▸ EXERCISE AIM:
Copy, from the data below, every line that has "RecordingSurface" in it.

——

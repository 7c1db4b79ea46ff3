use macroquad::prelude::*;
use serde::{Deserialize, Serialize};

/// Axis-aligned rectangle, top-left origin, y grows downward.
///
/// Overlap is exclusive: rectangles that only share an edge do not overlap,
/// so two parts sitting exactly one cell apart never count as touching.
#[derive(Clone, Copy, Debug, PartialEq, Default)]
pub struct Rect {
    pub x: f32,
    pub y: f32,
    pub w: f32,
    pub h: f32,
}

#[derive(Clone, Copy, Debug, PartialEq, Eq)]
pub enum Corner {
    TopLeft,
    TopRight,
    BottomLeft,
    BottomRight,
}

impl Rect {
    pub const fn new(x: f32, y: f32, w: f32, h: f32) -> Self {
        Self { x, y, w, h }
    }

    pub fn square(origin: Vec2, size: f32) -> Self {
        Self::new(origin.x, origin.y, size, size)
    }

    pub fn origin(&self) -> Vec2 {
        vec2(self.x, self.y)
    }

    pub fn left(&self) -> f32 {
        self.x
    }

    pub fn right(&self) -> f32 {
        self.x + self.w
    }

    pub fn top(&self) -> f32 {
        self.y
    }

    pub fn bottom(&self) -> f32 {
        self.y + self.h
    }

    pub fn center(&self) -> Vec2 {
        vec2(self.x + self.w * 0.5, self.y + self.h * 0.5)
    }

    pub fn corner(&self, corner: Corner) -> Vec2 {
        match corner {
            Corner::TopLeft => vec2(self.left(), self.top()),
            Corner::TopRight => vec2(self.right(), self.top()),
            Corner::BottomLeft => vec2(self.left(), self.bottom()),
            Corner::BottomRight => vec2(self.right(), self.bottom()),
        }
    }

    /// Moves the rectangle so that `corner` lands on `point`.
    pub fn set_corner(&mut self, corner: Corner, point: Vec2) {
        match corner {
            Corner::TopLeft => {
                self.x = point.x;
                self.y = point.y;
            }
            Corner::TopRight => {
                self.x = point.x - self.w;
                self.y = point.y;
            }
            Corner::BottomLeft => {
                self.x = point.x;
                self.y = point.y - self.h;
            }
            Corner::BottomRight => {
                self.x = point.x - self.w;
                self.y = point.y - self.h;
            }
        }
    }

    pub fn translate(&mut self, offset: Vec2) {
        self.x += offset.x;
        self.y += offset.y;
    }

    pub fn overlaps(&self, other: &Rect) -> bool {
        self.left() < other.right()
            && other.left() < self.right()
            && self.top() < other.bottom()
            && other.top() < self.bottom()
    }

    pub fn contains_rect(&self, other: &Rect) -> bool {
        other.left() >= self.left()
            && other.right() <= self.right()
            && other.top() >= self.top()
            && other.bottom() <= self.bottom()
    }

    /// Same size rectangle pushed inside `bounds`; centred on an axis where it cannot fit.
    pub fn clamp_within(&self, bounds: &Rect) -> Rect {
        let x = if self.w >= bounds.w {
            bounds.x + (bounds.w - self.w) * 0.5
        } else {
            self.x.clamp(bounds.left(), bounds.right() - self.w)
        };
        let y = if self.h >= bounds.h {
            bounds.y + (bounds.h - self.h) * 0.5
        } else {
            self.y.clamp(bounds.top(), bounds.bottom() - self.h)
        };
        Rect::new(x, y, self.w, self.h)
    }

    /// Shrinks every side by `margin` (negative grows).
    pub fn inset(&self, margin: f32) -> Rect {
        Rect::new(
            self.x + margin,
            self.y + margin,
            (self.w - margin * 2.0).max(0.0),
            (self.h - margin * 2.0).max(0.0),
        )
    }

    pub fn inflate(&self, margin: f32) -> Rect {
        self.inset(-margin)
    }

    pub fn intersection(&self, other: &Rect) -> Option<Rect> {
        let l = self.left().max(other.left());
        let t = self.top().max(other.top());
        let r = self.right().min(other.right());
        let b = self.bottom().min(other.bottom());
        if r > l && b > t {
            Some(Rect::new(l, t, r - l, b - t))
        } else {
            None
        }
    }
}

/// Axis-aligned heading of a part.
#[derive(Clone, Copy, Debug, PartialEq, Eq, Hash, Serialize, Deserialize, Default)]
pub enum Direction {
    Up,
    Down,
    Left,
    Right,
    #[default]
    Zero,
}

impl Direction {
    pub fn opposite(self) -> Direction {
        match self {
            Direction::Up => Direction::Down,
            Direction::Down => Direction::Up,
            Direction::Left => Direction::Right,
            Direction::Right => Direction::Left,
            Direction::Zero => Direction::Zero,
        }
    }

    pub fn unit(self) -> Vec2 {
        match self {
            Direction::Up => vec2(0.0, -1.0),
            Direction::Down => vec2(0.0, 1.0),
            Direction::Left => vec2(-1.0, 0.0),
            Direction::Right => vec2(1.0, 0.0),
            Direction::Zero => vec2(0.0, 0.0),
        }
    }

    /// Movement per step for this heading at `speed`.
    pub fn vector(self, speed: f32) -> Vec2 {
        self.unit() * speed
    }

    pub fn is_horizontal(self) -> bool {
        matches!(self, Direction::Left | Direction::Right)
    }

    pub fn is_vertical(self) -> bool {
        matches!(self, Direction::Up | Direction::Down)
    }

    pub fn perpendiculars(self) -> [Direction; 2] {
        if self.is_horizontal() {
            [Direction::Up, Direction::Down]
        } else {
            [Direction::Left, Direction::Right]
        }
    }
}

#[cfg(test)]
mod tests {
    use super::*;

    #[test]
    fn edge_contact_is_not_overlap() {
        let a = Rect::new(0.0, 0.0, 30.0, 30.0);
        let b = Rect::new(30.0, 0.0, 30.0, 30.0);
        assert!(!a.overlaps(&b));
        assert!(a.overlaps(&Rect::new(29.5, 0.0, 30.0, 30.0)));
    }

    #[test]
    fn clamp_reports_escape() {
        let arena = Rect::new(0.0, 50.0, 200.0, 200.0);
        let inside = Rect::new(10.0, 60.0, 30.0, 30.0);
        let outside = Rect::new(-3.0, 60.0, 30.0, 30.0);
        assert_eq!(inside.clamp_within(&arena), inside);
        assert_ne!(outside.clamp_within(&arena), outside);
        assert_eq!(outside.clamp_within(&arena).x, 0.0);
    }

    #[test]
    fn set_corner_anchors_each_corner() {
        let mut r = Rect::new(0.0, 0.0, 10.0, 20.0);
        r.set_corner(Corner::BottomRight, vec2(100.0, 100.0));
        assert_eq!(r.origin(), vec2(90.0, 80.0));
        r.set_corner(Corner::TopRight, vec2(50.0, 5.0));
        assert_eq!(r.corner(Corner::TopRight), vec2(50.0, 5.0));
    }

    #[test]
    fn opposite_and_perpendiculars() {
        assert_eq!(Direction::Up.opposite(), Direction::Down);
        assert_eq!(Direction::Zero.opposite(), Direction::Zero);
        assert_eq!(Direction::Left.perpendiculars(), [Direction::Up, Direction::Down]);
        assert_eq!(Direction::Right.vector(3.0), vec2(3.0, 0.0));
    }
}
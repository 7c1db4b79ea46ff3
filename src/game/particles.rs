use macroquad::prelude::*;
use macroquad::rand::gen_range;

use crate::game::math::Rect;

const DRIFT_PX_PER_SEC: f32 = 24.0;
const MAX_START_DELAY_SEC: f32 = 1.5;

#[derive(Clone, Copy, Debug, PartialEq, Eq)]
pub enum Drift {
    Still,
    Rising,
    Falling,
}

/// Sprite that pops up somewhere in `area`, grows to `max_size` over the
/// first half of its lifetime, shrinks back over the second, then respawns.
#[derive(Clone, Debug)]
pub struct Particle {
    area: Rect,
    pos: Vec2,
    max_size: f32,
    lifetime: f32,
    drift: Drift,
    timer: f32,
    delay: f32,
    size: f32,
    stopping: bool,
    stopped: bool,
}

impl Particle {
    fn new(area: Rect, max_size: f32, lifetime: f32, drift: Drift) -> Self {
        let mut p = Self {
            area,
            pos: area.center(),
            max_size,
            lifetime,
            drift,
            timer: 0.0,
            delay: 0.0,
            size: 0.0,
            stopping: false,
            stopped: false,
        };
        p.respawn();
        p
    }

    fn respawn(&mut self) {
        self.pos = vec2(
            gen_range(self.area.left(), self.area.right()),
            gen_range(self.area.top(), self.area.bottom()),
        );
        self.timer = 0.0;
        self.size = 0.0;
        self.delay = gen_range(0.0, MAX_START_DELAY_SEC);
    }

    pub fn update(&mut self, dt: f32) {
        self.delay = (self.delay - dt).max(0.0);
        if self.delay > 0.0 || self.stopped {
            return;
        }

        if self.timer <= self.lifetime {
            self.timer += dt;
        } else if self.stopping {
            self.stopped = true;
            return;
        } else {
            self.respawn();
            return;
        }

        let half = self.lifetime * 0.5;
        let t = self.timer.min(self.lifetime);
        self.size = if t < half {
            self.max_size * (t / half)
        } else {
            self.max_size * ((self.lifetime - t) / half)
        };

        match self.drift {
            Drift::Still => {}
            Drift::Rising => self.pos.y -= DRIFT_PX_PER_SEC * dt,
            Drift::Falling => self.pos.y += DRIFT_PX_PER_SEC * dt,
        }
    }

    pub fn is_visible(&self) -> bool {
        !self.stopped && self.delay <= 0.0 && self.timer < self.lifetime && self.size > 0.0
    }

    pub fn bounds(&self) -> Rect {
        Rect::new(
            self.pos.x - self.size * 0.5,
            self.pos.y - self.size * 0.5,
            self.size,
            self.size,
        )
    }
}

#[derive(Clone, Debug)]
pub struct ParticleSystem {
    max_size: f32,
    lifetime: f32,
    count: usize,
    drift: Drift,
    particles: Vec<Particle>,
}

impl ParticleSystem {
    pub fn new(max_size: f32, lifetime: f32, count: usize, drift: Drift) -> Self {
        Self {
            max_size,
            lifetime,
            count,
            drift,
            particles: Vec::new(),
        }
    }

    pub fn spawn(&mut self, area: Rect) {
        self.particles = (0..self.count)
            .map(|_| Particle::new(area, self.max_size, self.lifetime, self.drift))
            .collect();
    }

    pub fn update(&mut self, dt: f32) {
        for p in &mut self.particles {
            p.update(dt);
        }
        self.particles.retain(|p| !p.stopped);
    }

    /// Lets every particle finish its current cycle, then drops it.
    pub fn stop(&mut self) {
        for p in &mut self.particles {
            p.stopping = true;
        }
    }

    pub fn is_empty(&self) -> bool {
        self.particles.is_empty()
    }

    pub fn visible(&self) -> impl Iterator<Item = Rect> + '_ {
        self.particles.iter().filter(|p| p.is_visible()).map(|p| p.bounds())
    }
}
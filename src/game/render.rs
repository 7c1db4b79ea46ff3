use crate::game::items::ItemKind;
use crate::game::math::{Direction, Rect};
use crate::game::part::PartRole;
use crate::game::snake::CornerKind;

/// Everything the core can ask a surface to draw.
#[derive(Clone, Copy, Debug, PartialEq, Eq)]
pub enum Sprite {
    Background,
    Border,
    Part { role: PartRole, facing: Direction },
    PendingTail,
    Corner(CornerKind),
    Item(ItemKind),
    Explosion,
    Sparkle(ItemKind),
}

#[derive(Clone, Copy, Debug, PartialEq)]
pub struct Tint {
    pub alpha: f32,
    /// Scale around the bounds' centre.
    pub scale: f32,
}

impl Tint {
    pub const SOLID: Tint = Tint {
        alpha: 1.0,
        scale: 1.0,
    };

    pub fn new(alpha: f32, scale: f32) -> Self {
        Self { alpha, scale }
    }
}

impl Default for Tint {
    fn default() -> Self {
        Self::SOLID
    }
}

pub trait Surface {
    fn draw(&mut self, bounds: Rect, sprite: Sprite, tint: Tint);
}

/// Surface that just remembers what it was asked to draw.
#[derive(Default, Debug)]
pub struct RecordingSurface {
    pub calls: Vec<(Rect, Sprite, Tint)>,
}

impl Surface for RecordingSurface {
    fn draw(&mut self, bounds: Rect, sprite: Sprite, tint: Tint) {
        self.calls.push((bounds, sprite, tint));
    }
}

impl RecordingSurface {
    pub fn sprites(&self) -> impl Iterator<Item = Sprite> + '_ {
        self.calls.iter().map(|(_, s, _)| *s)
    }
}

——

▸ EXERCISE RESULT:
pub struct RecordingSurface {
impl Surface for RecordingSurface {
impl RecordingSurface {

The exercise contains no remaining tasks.